According to an investigative report released by the Inspector General Office with the U.S. Department of the Interior, confirmed that Minerals Management Service (MMS) an arm of the Department of the Interior, which oversees oil drilling in the Gulf, were in bed with the oil companies.

The investigation uncovered that inspectors in the Louisiana Lake Charles District, had accepted gifts from representatives of the oil and gas production companies, gifts that included hunting and fishing trips, and outings at college sporting events.

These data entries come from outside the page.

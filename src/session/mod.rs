//! Per-identity conversation state: the FSM step set and flow drafts.

pub mod model;
pub mod step;

pub use model::*;
pub use step::Step;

Through numerous interviews, investigators found a culture where the acceptance of gifts were widespread, but appeared to have declined after the termination of Don Howard, former regional supervisor at MMS New Orleans office in January 2007. Howard was terminated for accepting a gift from one of the oil companies.

At least two employees admitted to using illegal drugs during their employment at MMS and many others had e-mails that contained inappropriate humor and pornographic material on their government computers.

One inspector conducted four inspections on the Island Operating Company (IOC), platforms while in the process of negotiating and later accepting employment with that company.

MMS inspectors in the Lake Charles District were charged with inspecting about 130 offshore platforms to ensure that they operated in compliance with all applicable federal regulations.

The platforms were owned by oil and gas companies such as Shell, Exxon, Chevron, British Petroleum, Apache Corporation, and Newfield Exploration Company.

Federal law required MMS to inspect the platforms for safety and operational compliance and, if necessary, to issue violations known as incidents of non-compliance to the owners of the facilities to correct deficiencies.

Between 2004 and 2009, platform owners contracting with the IOC were only fined $572,500 because of such violations.

The release also noted that all of the conduct chronicled in the report occurred prior to 2007, and pre-dating the tenure of Ken Salazar, Secretary of the Interior and his January 2009 Ethics Guide.

Salazar had announced earlier his intent to reorganize MMS into three distinct bureaus in response to the Deepwater Horizon disaster in the Gulf of Mexico.

The findings in the report were presented to the U.S. Attorney’s Office for the Western District of Louisiana, which declined prosecution.